2. Lopez HL: Nutritional interventions to prevent and treat osteoarthritis. Part II: focus on micronutrients and supportive nutraceuticals. PM & R : the journal of injury, function, and rehabilitation 2012, 4:S155-168.
3. Dawczynski C, Hackermeier U, Viehweger M, Stange R, Springer M, Jahreis G: Incorporation of n-3 PUFA and gamma-linolenic acid in blood lipids and red blood cell lipids together with their influence on disease activity in patients with chronic inflammatory arthritis–a randomized controlled human intervention trial. Lipids in health and disease 2011, 10:130.
4. Calder PC: Omega-3 polyunsaturated fatty acids and inflammatory processes: Nutrition or pharmacology? British journal of clinical pharmacology 2012.

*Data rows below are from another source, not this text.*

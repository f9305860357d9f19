//! # Built-in Components
//!
//! Small, generally useful units shipped with the framework:
//!
//! - [`CountingSource`]: emits `count` bags holding an [`EventIndex`]
//! - [`PrescaleModule`]: keeps one bag out of every `prescale`
//! - [`BagDumpModule`]: logs the bag contents
//! - [`IndexSignpost`]: routes even indices to fork 1 and odd ones to fork 2

use aerie_types::{Bag, Configuration, NestError, Service, ServiceContext};
use serde::{Deserialize, Serialize};
use tracing::{debug, info};

use crate::traits::{Module, ModuleResult, SignpostModule, Source};

/// Bag key under which [`CountingSource`] stores the [`EventIndex`].
pub const EVENT_INDEX_KEY: &str = "index";

/// Position of a bag in its source stream, starting at 0.
#[derive(Debug, Clone, Copy, PartialEq, Eq, PartialOrd, Ord, Hash, Serialize, Deserialize)]
pub struct EventIndex(pub u64);

/// Emits `count` bags. Forward iteration counts up from 0; reverse iteration
/// counts down from `count - 1`.
#[derive(Debug, Default)]
pub struct CountingSource {
    count: u64,
    forward: u64,
    reverse: u64,
}

impl CountingSource {
    pub fn new() -> Self {
        Self::default()
    }

    pub fn with_count(count: u64) -> Self {
        Self {
            count,
            forward: 0,
            reverse: count,
        }
    }

    fn emit(index: u64) -> Result<Bag, NestError> {
        let mut bag = Bag::new();
        bag.put(EVENT_INDEX_KEY, EventIndex(index))?;
        Ok(bag)
    }
}

impl Service for CountingSource {
    fn default_configuration(&self) -> Result<Configuration, NestError> {
        let mut config = Configuration::new();
        config.parameter_default("count", 10)?;
        Ok(config)
    }

    fn initialize(&mut self, config: &Configuration, ctx: &ServiceContext<'_>) -> Result<(), NestError> {
        let count: i32 = config.get_parameter("count")?;
        let count = u64::try_from(count)
            .map_err(|_| NestError::component(ctx.name(), format!("count must not be negative, got {count}")))?;
        *self = Self::with_count(count);
        Ok(())
    }
}

impl Source for CountingSource {
    fn next(&mut self) -> Result<Option<Bag>, NestError> {
        if self.forward >= self.count {
            return Ok(None);
        }
        let bag = Self::emit(self.forward)?;
        self.forward += 1;
        Ok(Some(bag))
    }

    fn previous(&mut self) -> Result<Option<Bag>, NestError> {
        if self.reverse == 0 {
            return Ok(None);
        }
        self.reverse -= 1;
        Self::emit(self.reverse).map(Some)
    }
}

/// Passes the first bag and then one out of every `prescale`; filters the rest.
#[derive(Debug)]
pub struct PrescaleModule {
    prescale: u64,
    seen: u64,
}

impl Default for PrescaleModule {
    fn default() -> Self {
        Self {
            prescale: 1,
            seen: 0,
        }
    }
}

impl PrescaleModule {
    pub fn new() -> Self {
        Self::default()
    }
}

impl Service for PrescaleModule {
    fn default_configuration(&self) -> Result<Configuration, NestError> {
        let mut config = Configuration::new();
        config.parameter_default("prescale", 1)?;
        Ok(config)
    }

    fn initialize(&mut self, config: &Configuration, ctx: &ServiceContext<'_>) -> Result<(), NestError> {
        let prescale: i32 = config.get_parameter("prescale")?;
        self.prescale = u64::try_from(prescale)
            .ok()
            .filter(|&p| p > 0)
            .ok_or_else(|| NestError::component(ctx.name(), format!("prescale must be positive, got {prescale}")))?;
        self.seen = 0;
        Ok(())
    }
}

impl Module for PrescaleModule {
    fn process(&mut self, _bag: &mut Bag) -> Result<ModuleResult, NestError> {
        let position = self.seen;
        self.seen += 1;
        if position % self.prescale == 0 {
            Ok(ModuleResult::Continue)
        } else {
            Ok(ModuleResult::Filter)
        }
    }
}

/// Logs every bag it sees at debug level; at info level when `verbose` is set.
#[derive(Debug, Default)]
pub struct BagDumpModule {
    name: String,
    verbose: bool,
    dumped: u64,
}

impl BagDumpModule {
    pub fn new() -> Self {
        Self::default()
    }

    pub fn dumped(&self) -> u64 {
        self.dumped
    }
}

impl Service for BagDumpModule {
    fn default_configuration(&self) -> Result<Configuration, NestError> {
        let mut config = Configuration::new();
        config.parameter_default("verbose", false)?;
        Ok(config)
    }

    fn initialize(&mut self, config: &Configuration, ctx: &ServiceContext<'_>) -> Result<(), NestError> {
        self.name = ctx.name().to_string();
        self.verbose = config.get_parameter("verbose")?;
        Ok(())
    }

    fn finish(&mut self) -> Result<(), NestError> {
        info!("[{}] Dumped {} bags", self.name, self.dumped);
        Ok(())
    }
}

impl Module for BagDumpModule {
    fn process(&mut self, bag: &mut Bag) -> Result<ModuleResult, NestError> {
        self.dumped += 1;
        if self.verbose {
            info!("[{}] {}", self.name, bag);
        } else {
            debug!("[{}] {}", self.name, bag);
        }
        Ok(ModuleResult::Continue)
    }
}

/// Fork 1 for even [`EventIndex`] values, fork 2 for odd ones.
#[derive(Debug, Default)]
pub struct IndexSignpost;

impl Service for IndexSignpost {
    fn initialize(&mut self, _config: &Configuration, _ctx: &ServiceContext<'_>) -> Result<(), NestError> {
        Ok(())
    }
}

impl SignpostModule for IndexSignpost {
    fn direction(&mut self, bag: &Bag) -> Result<usize, NestError> {
        let EventIndex(index) = *bag.get::<EventIndex>(EVENT_INDEX_KEY)?;
        Ok(if index % 2 == 0 { 1 } else { 2 })
    }
}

5. Gruenwald J, Petzold E, Busch R, Petzold HP, Graubaum HJ: Effect of glucosamine sulfate with or without omega-3 fatty acids in patients with osteoarthritis. Advances in therapy 2009, 26:858-871.
6. Rovati LC, Girolami F, Persiani S: Crystalline glucosamine sulfate in the management of knee osteoarthritis: efficacy, safety, and pharmacokinetic properties. Therapeutic advances in musculoskeletal disease 2012, 4:167-180.
7. Vestergaard P, Rejnmark L, Mosekilde L: Fracture risk associated with use of nonsteroidal anti-inflammatory drugs, acetylsalicylic acid, and acetaminophen and the effects of rheumatoid arthritis and osteoarthritis. Calcified tissue international 2006, 79:84-94.